The New Zealand DA class locomotive were a class of diesel-electric mainline locomotives operated on the New Zealand railway system between 1955 and 1989. Consisting of 146 locomotives, it was the most numerous class to ever operate in New Zealand, with five more than the AB class steam locomotive.

The class were A1A-A1A versions of the Electro-Motive Diesel G12 model, with the design altered slightly to run on New Zealand's  rail system, and fit the small loading gauge. They were introduced between 1955 and 1967 in three phases and were the first class of diesel locomotives to seriously displace steam traction.

Between 1978 and 1983, 85 locomotives were rebuilt as the DC class, of which some are still in use. All but one of the remainder were withdrawn by 1989, with six preserved. The last locomotive was refitted for shunting duties and was rebuilt as DAR 517.

Introduction
The DA class have their origins in the post World War II period. Like most nations New Zealand's dominant form of railway traction was steam, with electrification being used in Wellington, the Christchurch - Lyttleton Line and through the Otira Tunnel. The General Manager of the New Zealand Railways (NZR), Frank Aickin, was an advocate for electrifying the entire North Island Main Trunk (NIMT) to alleviate the shortage of coal and the cost of importing diesel fuel; though he also recognised that steam and diesel traction would be required on other lines.

Aickin went as far as negotiating a supply contract in 1946, but fell out with the government in 1951 and retired. His successor, H.C. Lusty, terminated the contract. After a disappointing experience with the DF class locomotives and facing significant capacity issues on the NIMT, NZR entered into an agreement with General Motors for the supply of 30 G12 model locomotives following a tender process. Designated by NZR as the DA class one of the major appeals was the guarantee of delivery within five months. They were the first locomotives supplied from the United States of America since the NZR Aa class of 1914. With two production lines at London, Ontario and La Grange, Illinois two locomotives were completed every three days. At the time, they were the highest and widest locomotives ever used in New Zealand.

Phase I 

This first batch of 30 were built by General Motors Diesel, Montreal. known as Phase I, (DA 1400-1429) entered service between August 1955 and January 1956. A second batch (DA 1430-1439) were built by Clyde Engineering in Sydney and entered service during 1957. The Australian-built locomotives differed from the Canadian ones in having a shunter's refuge at the No. 2 end.

Phase II 
Three further batches were ordered, all supplied by General Motors Diesel, Montreal. The first 12 units (DA 1440-1451) were dubbed as Phase II and entered service in 1961.

Phase III 
The 94 Phase III units entering service from 1962 to 1964 (40) and 1966–67 (54), taking the total number in the DA class to 146. This final order saw the final end of steam traction in the North Island. At the same time the final DA was made, an order for smaller and lighter DB class locomotives was also placed with EMD.

In service
The class operated in the North Island. To facilitate their fast delivery a greater loading gauge was accepted meaning that initially they could only operate on the NIMT from Auckland to Paekakariki, and the Rotorua, Kinleith and Tokoroa branches. They were excluded from operating on many branch lines on account of their weight, and were restricted in their operations on the East Coast Main Trunk (ECMT) beyond Paeroa due to the lightly-laid line through the Karangahake and Athenree gorges. Instead the lighter DF and DB class locomotives handled traffic on this line. These restrictions were reduced as bridges were progressively strengthened, and in the case of the ECMT with the opening of the Kaimai Tunnel in 1978.

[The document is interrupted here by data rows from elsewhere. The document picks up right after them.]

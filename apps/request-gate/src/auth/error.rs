// SPDX-License-Identifier: AGPL-3.0-or-later
//
// Copyright (C) 2026 Relational Network

//! Token verification and connection errors.

use crate::context::ContextError;

/// What is wrong with a rejected token.
#[derive(Debug, Clone, Copy, PartialEq, Eq)]
pub enum TokenFault {
    /// Token is malformed
    Malformed,
    /// Token signature is invalid
    InvalidSignature,
    /// Token has expired
    Expired,
    /// Token is not yet valid
    NotYetValid,
    /// Token audience is not accepted
    InvalidAudience,
    /// Token names a key the identity service does not know
    UnknownKey,
}

impl TokenFault {
    /// Get the error code for this fault.
    pub fn error_code(&self) -> &'static str {
        match self {
            TokenFault::Malformed => "malformed_token",
            TokenFault::InvalidSignature => "invalid_signature",
            TokenFault::Expired => "token_expired",
            TokenFault::NotYetValid => "token_not_yet_valid",
            TokenFault::InvalidAudience => "invalid_audience",
            TokenFault::UnknownKey => "unknown_key",
        }
    }

    pub(crate) fn from_jwt(err: &jsonwebtoken::errors::Error) -> Self {
        use jsonwebtoken::errors::ErrorKind;
        match err.kind() {
            ErrorKind::ExpiredSignature => TokenFault::Expired,
            ErrorKind::InvalidSignature => TokenFault::InvalidSignature,
            ErrorKind::InvalidAudience => TokenFault::InvalidAudience,
            ErrorKind::ImmatureSignature => TokenFault::NotYetValid,
            _ => TokenFault::Malformed,
        }
    }
}

impl std::fmt::Display for TokenFault {
    fn fmt(&self, f: &mut std::fmt::Formatter<'_>) -> std::fmt::Result {
        match self {
            TokenFault::Malformed => write!(f, "Token is malformed"),
            TokenFault::InvalidSignature => write!(f, "Token signature is invalid"),
            TokenFault::Expired => write!(f, "Token has expired"),
            TokenFault::NotYetValid => write!(f, "Token is not yet valid"),
            TokenFault::InvalidAudience => write!(f, "Token audience is invalid"),
            TokenFault::UnknownKey => write!(f, "Token key is unknown"),
        }
    }
}

/// Token verification failure.
#[derive(Debug, thiserror::Error)]
pub enum VerifyError {
    /// The token itself was rejected.
    #[error("{0}")]
    Token(TokenFault),

    /// The identity service could not be asked.
    #[error("identity service call failed: {0}")]
    Transport(#[from] tonic::Status),

    /// The identity service answered with something unusable.
    #[error("identity service returned an invalid key: {0}")]
    InvalidKey(String),

    /// The caller's context finished while verifying.
    #[error(transparent)]
    Context(#[from] ContextError),
}

impl VerifyError {
    /// True when the token is at fault, as opposed to the service.
    pub fn is_token_fault(&self) -> bool {
        matches!(self, VerifyError::Token(_))
    }
}

impl From<TokenFault> for VerifyError {
    fn from(fault: TokenFault) -> Self {
        VerifyError::Token(fault)
    }
}

/// Failure to establish the channel to the identity service.
#[derive(Debug, thiserror::Error)]
pub enum ConnectError {
    #[error(transparent)]
    Context(#[from] ContextError),

    #[error("invalid target {target:?}: {reason}")]
    InvalidTarget { target: String, reason: String },
}
// SPDX-License-Identifier: AGPL-3.0-or-later
//
// Copyright (C) 2026 Relational Network

//! Embedded multi-node pool backed by redb (pure Rust, ACID).
//!
//! ## Node Layout
//!
//! - one **master** database file receives every read-write transaction
//! - zero or more **replica** files serve read transactions
//!
//! Read transactions are spread over up to `max_nodes` replicas, starting at a
//! rotating offset so consecutive requests land on different nodes. With no
//! replicas configured the master serves reads too.
//!
//! Keeping replica files in sync with the master is the deployment's job.

use std::path::Path;
use std::sync::atomic::{AtomicUsize, Ordering};
use std::sync::Arc;

use redb::{Database, ReadTransaction, ReadableDatabase, WriteTransaction};

use super::{Pool, PoolError, Transaction, TxError, TxOptions};
use crate::context::Context;

// =============================================================================
// Nodes
// =============================================================================

/// One database file in the pool.
struct Node {
    name: String,
    db: Arc<Database>,
}

impl Node {
    fn open(path: &Path) -> Result<Self, PoolError> {
        let name = path.display().to_string();
        // Ensure parent directory exists
        if let Some(parent) = path.parent() {
            std::fs::create_dir_all(parent).map_err(|e| PoolError::node(&name, e))?;
        }
        let db = Database::create(path).map_err(|e| PoolError::node(&name, e))?;
        Ok(Self {
            name,
            db: Arc::new(db),
        })
    }
}

// =============================================================================
// RedbPool
// =============================================================================

/// Master/replica pool of redb databases.
pub struct RedbPool {
    master: Node,
    replicas: Vec<Node>,
    next_replica: AtomicUsize,
}

impl RedbPool {
    /// Open (or create) the master and replica database files.
    pub fn open<P: AsRef<Path>>(master: P, replicas: &[P]) -> Result<Self, PoolError> {
        let master = Node::open(master.as_ref())?;
        let replicas = replicas
            .iter()
            .map(|p| Node::open(p.as_ref()))
            .collect::<Result<Vec<_>, _>>()?;

        tracing::info!(
            master = %master.name,
            replicas = replicas.len(),
            "Opened database pool"
        );

        Ok(Self {
            master,
            replicas,
            next_replica: AtomicUsize::new(0),
        })
    }

    /// The master database, for schema setup and maintenance.
    pub fn master(&self) -> &Database {
        &self.master.db
    }

    /// Number of nodes that serve read transactions.
    pub fn read_nodes(&self) -> usize {
        self.replicas.len().max(1)
    }

    /// Pick up to `max_nodes` read nodes, rotating the starting replica.
    fn pick_read_nodes(&self, max_nodes: usize) -> Vec<&Node> {
        if self.replicas.is_empty() {
            return vec![&self.master];
        }
        let count = max_nodes.clamp(1, self.replicas.len());
        let start = self.next_replica.fetch_add(1, Ordering::Relaxed);
        (0..count)
            .map(|i| &self.replicas[(start + i) % self.replicas.len()])
            .collect()
    }
}

/// Run a blocking redb call on the blocking pool, giving up when `ctx` ends.
///
/// A call abandoned this way still finishes on its thread; whatever it opened
/// is dropped (and so closed or aborted) there.
async fn blocking<T, F>(ctx: &Context, node: &str, call: F) -> Result<T, PoolError>
where
    F: FnOnce() -> Result<T, PoolError> + Send + 'static,
    T: Send + 'static,
{
    match ctx.run(tokio::task::spawn_blocking(call)).await {
        Ok(Ok(result)) => result,
        Ok(Err(join)) => Err(PoolError::Task(join.to_string())),
        Err(err) => Err(PoolError::node(node, err)),
    }
}

impl Pool for RedbPool {
    type Tx = RedbTx;

    async fn read_tx(
        &self,
        ctx: &Context,
        _options: TxOptions,
        max_nodes: usize,
    ) -> Result<RedbTx, PoolError> {
        let nodes: Vec<(String, Arc<Database>)> = self
            .pick_read_nodes(max_nodes)
            .into_iter()
            .map(|node| (node.name.clone(), Arc::clone(&node.db)))
            .collect();
        let label = nodes
            .first()
            .map(|(name, _)| name.clone())
            .ok_or(PoolError::NoNodes)?;

        let reads = blocking(ctx, &label, move || {
            nodes
                .iter()
                .map(|(name, db)| db.begin_read().map_err(|e| PoolError::node(name, e)))
                .collect::<Result<Vec<_>, _>>()
        })
        .await?;

        Ok(RedbTx {
            state: TxState::Read(reads),
        })
    }

    async fn write_tx(&self, ctx: &Context, _options: TxOptions) -> Result<RedbTx, PoolError> {
        let name = self.master.name.clone();
        let db = Arc::clone(&self.master.db);
        // Waits for any other open write transaction on the master to finish
        let txn = blocking(ctx, &self.master.name, move || {
            db.begin_write().map_err(|e| PoolError::node(&name, e))
        })
        .await?;

        Ok(RedbTx {
            state: TxState::Write(Box::new(txn)),
        })
    }
}

// =============================================================================
// RedbTx
// =============================================================================

enum TxState {
    Read(Vec<ReadTransaction>),
    Write(Box<WriteTransaction>),
    Done,
}

/// A transaction handle from [`RedbPool`].
///
/// Read transactions hold one redb read transaction per selected node.
pub struct RedbTx {
    state: TxState,
}

impl RedbTx {
    /// The read transactions, one per node. Empty for write or finished
    /// transactions.
    pub fn reads(&self) -> &[ReadTransaction] {
        match &self.state {
            TxState::Read(reads) => reads,
            _ => &[],
        }
    }

    /// The write transaction, if this is an open read-write transaction.
    pub fn write(&self) -> Option<&WriteTransaction> {
        match &self.state {
            TxState::Write(txn) => Some(txn.as_ref()),
            _ => None,
        }
    }

    pub fn is_done(&self) -> bool {
        matches!(self.state, TxState::Done)
    }

    fn take(&mut self) -> TxState {
        std::mem::replace(&mut self.state, TxState::Done)
    }
}

/// Close every read transaction, reporting the first failure.
fn close_reads(reads: Vec<ReadTransaction>) -> Result<(), TxError> {
    let mut first_err = None;
    for txn in reads {
        if let Err(e) = txn.close() {
            first_err.get_or_insert(TxError::backend(e));
        }
    }
    first_err.map_or(Ok(()), Err)
}

impl Transaction for RedbTx {
    fn commit(&mut self) -> Result<(), TxError> {
        match self.take() {
            TxState::Read(reads) => close_reads(reads),
            TxState::Write(txn) => txn.commit().map_err(TxError::backend),
            TxState::Done => Err(TxError::Done),
        }
    }

    fn rollback(&mut self) -> Result<(), TxError> {
        match self.take() {
            TxState::Read(reads) => close_reads(reads),
            TxState::Write(txn) => txn.abort().map_err(TxError::backend),
            TxState::Done => Err(TxError::Done),
        }
    }
}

Their axle loading was . The first (1955) locomotives had fabricated bogies welded from steel pressings and because of the roll on curves were restricted to goods service. Later batches (from DA 1440) had Dofasco cast steel bogies with an improved spring layout and were suitable for express working.

The class were also unable initially to reach Wellington via the NIMT, as the tunnels south of Paekakariki built in the 1880s by the Wellington and Manawatu Railway Company did not have enough clearance under the 1500V DC Wellington suburban electrification overhead wires. The operational practice remained the same as it had in the steam age, with an exchange with ED and EW class electric locomotives taking place at Paekakariki. The tunnel floors were lowered south of Paekakariki in 1967 and the DA class could then operate all the way through to Wellington. Access to Wellington before this time for the DA class could only be achieved via the Wairarapa line and the Rimutaka Tunnel.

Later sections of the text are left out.